• Task objective: Return, word for word, only the lines of the data below that lie between the line with "let items = self.list_items(customer_id)?;" and the line with "pub fn list_items(&self, customer_id: CustomerId)", those two lines included.

• Information provided:
----

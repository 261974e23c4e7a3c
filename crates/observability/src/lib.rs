//! Tracing and logging setup shared by every process that embeds the engine.

pub mod tracing;

pub use crate::tracing::LogFormat;

/// Initialize process-wide observability (tracing/logging) from the environment.
///
/// This is safe to call multiple times; subsequent calls become no-ops.
pub fn init() {
    tracing::init();
}
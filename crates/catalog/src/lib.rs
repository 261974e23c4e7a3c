//! Catalog domain module.
//!
//! This crate contains the product record the reservation engine reads and the
//! pure rules for moving its available stock (no IO, no storage).

pub mod product;

pub use product::{NewProduct, Pricing, Product};
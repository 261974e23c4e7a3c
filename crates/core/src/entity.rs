//! Entity trait: identity + continuity across state changes.

/// Entity marker + minimal interface.
pub trait Entity {
    /// Strongly-typed entity identifier.
    type Id: Clone + Eq + core::hash::Hash + core::fmt::Debug;

    /// Returns the entity identifier.
    fn id(&self) -> &Self::Id;

    /// Monotonically increasing version of the entity's stored state.
    ///
    /// Stores bump this on every successful write so callers can guard
    /// read-modify-write cycles with [`crate::ExpectedVersion`].
    fn version(&self) -> u64;
}
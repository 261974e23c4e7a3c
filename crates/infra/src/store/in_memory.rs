use std::collections::HashMap;
use std::sync::RwLock;

use chrono::Utc;

use cartstock_cart::{CartItem, NewCartItem};
use cartstock_catalog::Product;
use cartstock_core::{CartItemId, CustomerId, DomainError, Entity, ExpectedVersion, ProductCode};

use super::r#trait::{CartStore, CatalogStore, StoreError};

fn poisoned() -> StoreError {
    StoreError::Unavailable("lock poisoned".to_string())
}

fn from_domain(err: DomainError) -> StoreError {
    match err {
        DomainError::OutOfStock {
            product_code,
            requested,
            available,
        } => StoreError::Insufficient {
            product_code,
            requested,
            available,
        },
        other => StoreError::Invalid(other.to_string()),
    }
}

/// In-memory product catalog.
///
/// Intended for tests/dev. `apply_delta` runs its check and write under one
/// write guard, which serializes concurrent reservations per store.
#[derive(Debug, Default)]
pub struct InMemoryCatalogStore {
    products: RwLock<HashMap<ProductCode, Product>>,
}

impl InMemoryCatalogStore {
    pub fn new() -> Self {
        Self::default()
    }

    /// Insert or replace a product record.
    pub fn upsert(&self, product: Product) -> Result<(), StoreError> {
        let mut products = self.products.write().map_err(|_| poisoned())?;
        products.insert(product.code().clone(), product);
        Ok(())
    }

    /// Retire a product from the catalog while carts may still reference it.
    pub fn remove(&self, code: &ProductCode) -> Result<Option<Product>, StoreError> {
        let mut products = self.products.write().map_err(|_| poisoned())?;
        Ok(products.remove(code))
    }
}

impl CatalogStore for InMemoryCatalogStore {
    fn get_by_code(&self, code: &ProductCode) -> Result<Option<Product>, StoreError> {
        let products = self.products.read().map_err(|_| poisoned())?;
        Ok(products.get(code).cloned())
    }

    fn apply_delta(&self, code: &ProductCode, delta: i64) -> Result<Product, StoreError> {
        let mut products = self.products.write().map_err(|_| poisoned())?;
        let product = products
            .get_mut(code)
            .ok_or_else(|| StoreError::product_not_found(code))?;
        product.apply_delta(delta).map_err(from_domain)?;
        Ok(product.clone())
    }
}

#[derive(Debug, Default)]
struct CartState {
    items: HashMap<CartItemId, CartItem>,
    by_pair: HashMap<(CustomerId, ProductCode), CartItemId>,
}

impl CartState {
    fn insert(&mut self, item: CartItem) -> Result<(), StoreError> {
        let pair = (item.customer_id(), item.product_code().clone());
        if self.by_pair.contains_key(&pair) {
            return Err(StoreError::Duplicate(format!(
                "customer {} already has product {} in cart",
                pair.0, pair.1
            )));
        }
        if self.items.contains_key(&item.id_typed()) {
            return Err(StoreError::Duplicate(format!("cart item {}", item.id_typed())));
        }
        self.by_pair.insert(pair, item.id_typed());
        self.items.insert(item.id_typed(), item);
        Ok(())
    }

    fn remove(&mut self, id: CartItemId) -> Option<CartItem> {
        let item = self.items.remove(&id)?;
        self.by_pair
            .remove(&(item.customer_id(), item.product_code().clone()));
        Some(item)
    }

    fn customer_items(&self, customer_id: CustomerId) -> Vec<CartItem> {
        let mut items: Vec<CartItem> = self
            .items
            .values()
            .filter(|i| i.customer_id() == customer_id)
            .cloned()
            .collect();
        items.sort_by_key(|i| (i.created_at(), i.id_typed()));
        items
    }
}

/// In-memory cart store for tests/dev.
#[derive(Debug, Default)]
pub struct InMemoryCartStore {
    state: RwLock<CartState>,
}

impl InMemoryCartStore {
    pub fn new() -> Self {
        Self::default()
    }

    pub fn len(&self) -> Result<usize, StoreError> {
        let state = self.state.read().map_err(|_| poisoned())?;
        Ok(state.items.len())
    }

    pub fn is_empty(&self) -> Result<bool, StoreError> {
        Ok(self.len()? == 0)
    }

    /// Every active line across all customers.
    pub fn all(&self) -> Result<Vec<CartItem>, StoreError> {
        let state = self.state.read().map_err(|_| poisoned())?;
        Ok(state.items.values().cloned().collect())
    }
}

impl CartStore for InMemoryCartStore {
    fn find_by_customer_and_code(
        &self,
        customer_id: CustomerId,
        code: &ProductCode,
    ) -> Result<Option<CartItem>, StoreError> {
        let state = self.state.read().map_err(|_| poisoned())?;
        Ok(state
            .by_pair
            .get(&(customer_id, code.clone()))
            .and_then(|id| state.items.get(id))
            .cloned())
    }

    fn find_by_id(&self, id: CartItemId) -> Result<Option<CartItem>, StoreError> {
        let state = self.state.read().map_err(|_| poisoned())?;
        Ok(state.items.get(&id).cloned())
    }

    fn find_all_by_customer(&self, customer_id: CustomerId) -> Result<Vec<CartItem>, StoreError> {
        let state = self.state.read().map_err(|_| poisoned())?;
        Ok(state.customer_items(customer_id))
    }

    fn create(&self, fields: NewCartItem) -> Result<CartItem, StoreError> {
        let item = CartItem::create(CartItemId::new(), fields, Utc::now())
            .map_err(|e| StoreError::Invalid(e.to_string()))?;
        let mut state = self.state.write().map_err(|_| poisoned())?;
        state.insert(item.clone())?;
        Ok(item)
    }

    fn update_quantity(
        &self,
        id: CartItemId,
        quantity: u32,
        expected_version: ExpectedVersion,
    ) -> Result<CartItem, StoreError> {
        let mut state = self.state.write().map_err(|_| poisoned())?;
        let item = state
            .items
            .get_mut(&id)
            .ok_or_else(|| StoreError::cart_item_not_found(id))?;

        expected_version
            .check(item.version())
            .map_err(|e| StoreError::Concurrency(format!("cart item {id}: {e}")))?;

        item.set_quantity(quantity, Utc::now())
            .map_err(|e| StoreError::Invalid(e.to_string()))?;
        Ok(item.clone())
    }

    fn delete_by_id(&self, id: CartItemId) -> Result<CartItem, StoreError> {
        let mut state = self.state.write().map_err(|_| poisoned())?;
        state
            .remove(id)
            .ok_or_else(|| StoreError::cart_item_not_found(id))
    }

    fn delete_all_by_customer(&self, customer_id: CustomerId) -> Result<Vec<CartItem>, StoreError> {
        let mut state = self.state.write().map_err(|_| poisoned())?;
        let items = state.customer_items(customer_id);
        for item in &items {
            state.remove(item.id_typed());
        }
        Ok(items)
    }

    fn reinstate(&self, item: CartItem) -> Result<(), StoreError> {
        let mut state = self.state.write().map_err(|_| poisoned())?;
        state.insert(item)
    }
}

#[cfg(test)]
mod tests {
    use super::*;
    use cartstock_catalog::{NewProduct, Pricing};
    use cartstock_core::{Money, VendorId};

    fn code(raw: &str) -> ProductCode {
        ProductCode::parse(raw).unwrap()
    }

    fn product(raw: &str, quantity: u32) -> Product {
        Product::new(NewProduct {
            code: code(raw),
            vendor_id: VendorId::new(),
            title: format!("Product {raw}"),
            category: "bath".to_string(),
            pic_url: None,
            pricing: Pricing {
                price: Money::from_minor(1000),
                discount_price: Money::ZERO,
                discount_note: None,
            },
            available_quantity: quantity,
        })
        .unwrap()
    }

    fn fields(customer_id: CustomerId, raw: &str, quantity: u32) -> NewCartItem {
        NewCartItem::snapshot(customer_id, &product(raw, 10), quantity).unwrap()
    }

    #[test]
    fn catalog_apply_delta_rejects_oversell_without_mutation() {
        let store = InMemoryCatalogStore::new();
        store.upsert(product("P-1", 2)).unwrap();

        let err = store.apply_delta(&code("P-1"), -3).unwrap_err();
        assert_eq!(
            err,
            StoreError::Insufficient {
                product_code: "P-1".to_string(),
                requested: 3,
                available: 2,
            }
        );
        assert_eq!(
            store.get_by_code(&code("P-1")).unwrap().unwrap().available_quantity(),
            2
        );
    }

    #[test]
    fn catalog_apply_delta_on_unknown_code_is_not_found() {
        let store = InMemoryCatalogStore::new();
        assert!(store.apply_delta(&code("nope"), 1).unwrap_err().is_not_found());
    }

    #[test]
    fn cart_create_enforces_pair_uniqueness() {
        let store = InMemoryCartStore::new();
        let customer = CustomerId::new();
        store.create(fields(customer, "P-1", 1)).unwrap();

        let err = store.create(fields(customer, "P-1", 2)).unwrap_err();
        assert!(matches!(err, StoreError::Duplicate(_)));

        // Same product, different customer is fine.
        store.create(fields(CustomerId::new(), "P-1", 1)).unwrap();
        assert_eq!(store.len().unwrap(), 2);
    }

    #[test]
    fn cart_update_checks_version() {
        let store = InMemoryCartStore::new();
        let item = store.create(fields(CustomerId::new(), "P-1", 1)).unwrap();

        let updated = store
            .update_quantity(item.id_typed(), 3, ExpectedVersion::Exact(item.version()))
            .unwrap();
        assert_eq!(updated.quantity(), 3);

        let err = store
            .update_quantity(item.id_typed(), 4, ExpectedVersion::Exact(item.version()))
            .unwrap_err();
        assert!(matches!(err, StoreError::Concurrency(_)));

        let forced = store
            .update_quantity(item.id_typed(), 5, ExpectedVersion::Any)
            .unwrap();
        assert_eq!(forced.quantity(), 5);
        assert_eq!(forced.version(), item.version() + 2);
    }

    #[test]
    fn poisoned_cart_lock_is_unavailable() {
        let store = std::sync::Arc::new(InMemoryCartStore::new());
        let poisoner = store.clone();
        let _ = std::thread::spawn(move || {
            let _guard = poisoner.state.write().unwrap();
            panic!("poison the cart lock");
        })
        .join();

        assert!(matches!(store.len(), Err(StoreError::Unavailable(_))));
        assert!(matches!(store.is_empty(), Err(StoreError::Unavailable(_))));
        assert!(matches!(
            store.find_all_by_customer(CustomerId::new()),
            Err(StoreError::Unavailable(_))
        ));
    }

    #[test]
    fn delete_frees_the_pair_and_reinstate_restores_it() {
        let store = InMemoryCartStore::new();
        let customer = CustomerId::new();
        let item = store.create(fields(customer, "P-1", 2)).unwrap();

        let removed = store.delete_by_id(item.id_typed()).unwrap();
        assert_eq!(removed, item);
        assert!(store.delete_by_id(item.id_typed()).unwrap_err().is_not_found());
        assert!(store.find_by_customer_and_code(customer, &code("P-1")).unwrap().is_none());

        store.reinstate(removed).unwrap();
        assert_eq!(store.find_by_id(item.id_typed()).unwrap(), Some(item));
    }

    #[test]
    fn delete_all_only_touches_one_customer() {
        let store = InMemoryCartStore::new();
        let c1 = CustomerId::new();
        let c2 = CustomerId::new();
        store.create(fields(c1, "P-1", 1)).unwrap();
        store.create(fields(c1, "P-2", 1)).unwrap();
        store.create(fields(c2, "P-1", 1)).unwrap();

        let removed = store.delete_all_by_customer(c1).unwrap();
        assert_eq!(removed.len(), 2);
        assert!(store.find_all_by_customer(c1).unwrap().is_empty());
        assert_eq!(store.find_all_by_customer(c2).unwrap().len(), 1);
    }
}
impl<C, K> ReservationEngine<C, K> {
    pub fn new(catalog: C, carts: K) -> Self {
        Self::with_config(catalog, carts, EngineConfig::default())
    }

    pub fn with_config(catalog: C, carts: K, config: EngineConfig) -> Self {
        Self {
            catalog,
            carts,
            config,
        }
    }

    pub fn config(&self) -> &EngineConfig {
        &self.config
    }

    pub fn catalog(&self) -> &C {
        &self.catalog
    }

    pub fn carts(&self) -> &K {
        &self.carts
    }
}

impl<C, K> ReservationEngine<C, K>
where
    C: CatalogStore,
    K: CartStore,
{
    /// Reserve stock for a new cart line and create the line.
    ///
    /// The number of units reserved follows the configured add policy.
    #[instrument(skip(self), err)]
    pub fn reserve_for_add(
        &self,
        customer_id: CustomerId,
        product_code: &ProductCode,
        requested_quantity: u32,
    ) -> Result<CartItem, ReservationError> {
        if requested_quantity == 0 {
            return Err(DomainError::validation("quantity must be at least 1").into());
        }
        // Bounds apply to what is actually reserved, not to the raw request.
        let quantity = self.config.add_quantity_policy.resolve(requested_quantity);
        self.config.check_line_quantity(quantity)?;

        if self
            .carts
            .find_by_customer_and_code(customer_id, product_code)?
            .is_some()
        {
            return Err(ReservationError::Conflict(format!(
                "product {product_code} is already in the cart; update the line instead"
            )));
        }

        let product = self
            .catalog
            .get_by_code(product_code)?
            .ok_or_else(|| ReservationError::NotFound(format!("product {product_code}")))?;
        let fields = NewCartItem::snapshot(customer_id, &product, quantity)?;

        let reserved = self.catalog.apply_delta(product_code, -i64::from(quantity))?;

        match self.carts.create(fields) {
            Ok(item) => {
                debug!(
                    cart_item_id = %item.id_typed(),
                    quantity,
                    available = reserved.available_quantity(),
                    "stock reserved for new cart line"
                );
                Ok(item)
            }
            Err(e) => {
                warn!(error = %e, "cart line create failed; returning reserved stock");
                self.compensate(product_code, i64::from(quantity))?;
                Err(e.into())
            }
        }
    }

    /// Move a cart line to `new_quantity`, reserving or releasing the difference.
    #[instrument(skip(self), err)]
    pub fn adjust_quantity(
        &self,
        cart_item_id: CartItemId,
        new_quantity: u32,
    ) -> Result<CartItem, ReservationError> {
        self.config.check_line_quantity(new_quantity)?;

        let item = self
            .carts
            .find_by_id(cart_item_id)?
            .ok_or_else(|| ReservationError::NotFound(format!("cart item {cart_item_id}")))?;
        let code = item.product_code().clone();

        if self.catalog.get_by_code(&code)?.is_none() {
            return Err(ReservationError::NotFound(format!("product {code}")));
        }

        let delta = item.reservation_delta(new_quantity);
        if delta == 0 {
            return Ok(item);
        }

        // Reserving more units is a negative stock delta.
        self.catalog.apply_delta(&code, -delta)?;

        match self
            .carts
            .update_quantity(cart_item_id, new_quantity, ExpectedVersion::Exact(item.version()))
        {
            Ok(updated) => {
                debug!(product_code = %code, delta, "cart line quantity adjusted");
                Ok(updated)
            }
            Err(e) => {
                warn!(product_code = %code, error = %e, "cart line update failed; reverting stock delta");
                self.compensate(&code, delta)?;
                Err(e.into())
            }
        }
    }

    /// Remove a single cart line and return its units to stock.
    ///
    /// A product retired from the catalog is skipped; its units are lost.
    #[instrument(skip(self), err)]
    pub fn release(&self, cart_item_id: CartItemId) -> Result<(), ReservationError> {
        let item = self.carts.delete_by_id(cart_item_id)?;
        let code = item.product_code().clone();

        match self.catalog.apply_delta(&code, i64::from(item.quantity())) {
            Ok(_) => {
                debug!(product_code = %code, quantity = item.quantity(), "cart line released");
                Ok(())
            }
            Err(e) if e.is_not_found() => {
                warn!(
                    product_code = %code,
                    quantity = item.quantity(),
                    "released cart line references a retired product; stock not restored"
                );
                Ok(())
            }
            Err(e) => {
                warn!(product_code = %code, error = %e, "stock restore failed; reinstating cart line");
                if let Err(reinstate_err) = self.carts.reinstate(item) {
                    error!(
                        %cart_item_id,
                        product_code = %code,
                        error = %reinstate_err,
                        "failed to reinstate cart line; reservation lost"
                    );
                    return Err(ReservationError::Internal(format!(
                        "cart item {cart_item_id} removed but stock for {code} not restored"
                    )));
                }
                Err(e.into())
            }
        }
    }

    /// Clear a customer's cart, returning every line's units to stock.
    ///
    /// Returns the number of lines released.
    #[instrument(skip(self), err)]
    pub fn release_all(&self, customer_id: CustomerId) -> Result<usize, ReservationError> {
        let removed = self.carts.delete_all_by_customer(customer_id)?;
        if removed.is_empty() {
            return Err(ReservationError::NotFound(format!("cart of customer {customer_id}")));
        }

        let mut restored = Vec::with_capacity(removed.len());
        for item in &removed {
            match self
                .catalog
                .apply_delta(item.product_code(), i64::from(item.quantity()))
            {
                Ok(_) => restored.push(item.id_typed()),
                Err(e) if e.is_not_found() => {
                    warn!(
                        product_code = %item.product_code(),
                        quantity = item.quantity(),
                        "cart line references a retired product; stock not restored"
                    );
                }
                Err(e) => {
                    warn!(error = %e, "stock restore failed mid-clear; rolling back");
                    self.roll_back_release(&removed, &restored)?;
                    return Err(e.into());
                }
            }
        }

        info!(count = removed.len(), "cart cleared");
        Ok(removed.len())
    }

    /// Finalize a customer's cart: lines are removed and their reservations
    /// become consumed stock (nothing is returned to the catalog).
    #[instrument(skip(self), err)]
    pub fn checkout(&self, customer_id: CustomerId) -> Result<CheckoutReceipt, ReservationError> {
        let removed = self.carts.delete_all_by_customer(customer_id)?;
        if removed.is_empty() {
            return Err(ReservationError::NotFound(format!("cart of customer {customer_id}")));
        }

        match CheckoutReceipt::from_items(customer_id, &removed, Utc::now()) {
            Ok(receipt) => {
                info!(
                    lines = receipt.lines.len(),
                    units = receipt.units(),
                    total = %receipt.total,
                    "cart checked out"
                );
                Ok(receipt)
            }
            Err(e) => {
                self.roll_back_release(&removed, &[])?;
                Err(e.into())
            }
        }
    }

    /// `sum((price - discount) * quantity)` over the customer's active lines.
    pub fn compute_total(&self, customer_id: CustomerId) -> Result<Money, ReservationError> {
        let items = self.list_items(customer_id)?;
        Ok(compute_total(&items)?)
    }

    /// Active lines of a customer, oldest first.
    pub fn list_items(&self, customer_id: CustomerId) -> Result<Vec<CartItem>, ReservationError> {
        let items = self.carts.find_all_by_customer(customer_id)?;
        if items.is_empty() {
            return Err(ReservationError::NotFound(format!("cart of customer {customer_id}")));
        }
        Ok(items)
    }

    /// Undo the stock side of a paired update.
    ///
    /// A product retired in the meantime is tolerated; any other failure leaves
    /// stock and carts disagreeing and is reported as `Internal`.
    fn compensate(&self, code: &ProductCode, delta: i64) -> Result<(), ReservationError> {
        match self.catalog.apply_delta(code, delta) {
            Ok(_) => Ok(()),
            Err(e) if e.is_not_found() => {
                warn!(product_code = %code, delta, "product retired before compensation");
                Ok(())
            }
            Err(e) => {
                error!(product_code = %code, delta, error = %e, "compensation failed; stock accounting is inconsistent");
                Err(ReservationError::Internal(format!(
                    "failed to apply compensating delta {delta} to {code}: {e}"
                )))
            }
        }
    }

    /// Put removed lines back after a failed clear/checkout.
    ///
    /// Each line is reinstated before its stock is touched. A line whose
    /// stock was already restored is then re-reserved; if that fails the line
    /// is removed again and stays released. A line that cannot be reinstated
    /// while still holding its reservation gets its units returned.
    fn roll_back_release(
        &self,
        removed: &[CartItem],
        restored: &[CartItemId],
    ) -> Result<(), ReservationError> {
        let mut consistent = true;

        for item in removed {
            let id = item.id_typed();
            let code = item.product_code();
            let quantity = i64::from(item.quantity());
            let stock_restored = restored.contains(&id);

            if let Err(e) = self.carts.reinstate(item.clone()) {
                if stock_restored {
                    warn!(cart_item_id = %id, product_code = %code, error = %e, "could not reinstate cart line; it stays released");
                } else {
                    error!(cart_item_id = %id, product_code = %code, error = %e, "could not reinstate cart line; returning its units");
                    if self.compensate(code, quantity).is_err() {
                        consistent = false;
                    }
                }
                continue;
            }

            if !stock_restored {
                continue;
            }

            if let Err(e) = self.catalog.apply_delta(code, -quantity) {
                warn!(cart_item_id = %id, product_code = %code, error = %e, "could not re-reserve stock; line stays released");
                if let Err(delete_err) = self.carts.delete_by_id(id) {
                    error!(
                        cart_item_id = %id,
                        product_code = %code,
                        error = %delete_err,
                        "reinstated cart line holds no reservation"
                    );
                    consistent = false;
                }
            }
        }

        if consistent {
            Ok(())
        } else {
            Err(ReservationError::Internal(
                "cart rollback incomplete; see error log".to_string(),
            ))
        }
    }
}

----

• Response area:
        let items = self.list_items(customer_id)?;
        Ok(compute_total(&items)?)
    }

    /// Active lines of a customer, oldest first.
    pub fn list_items(&self, customer_id: CustomerId) -> Result<Vec<CartItem>, ReservationError> {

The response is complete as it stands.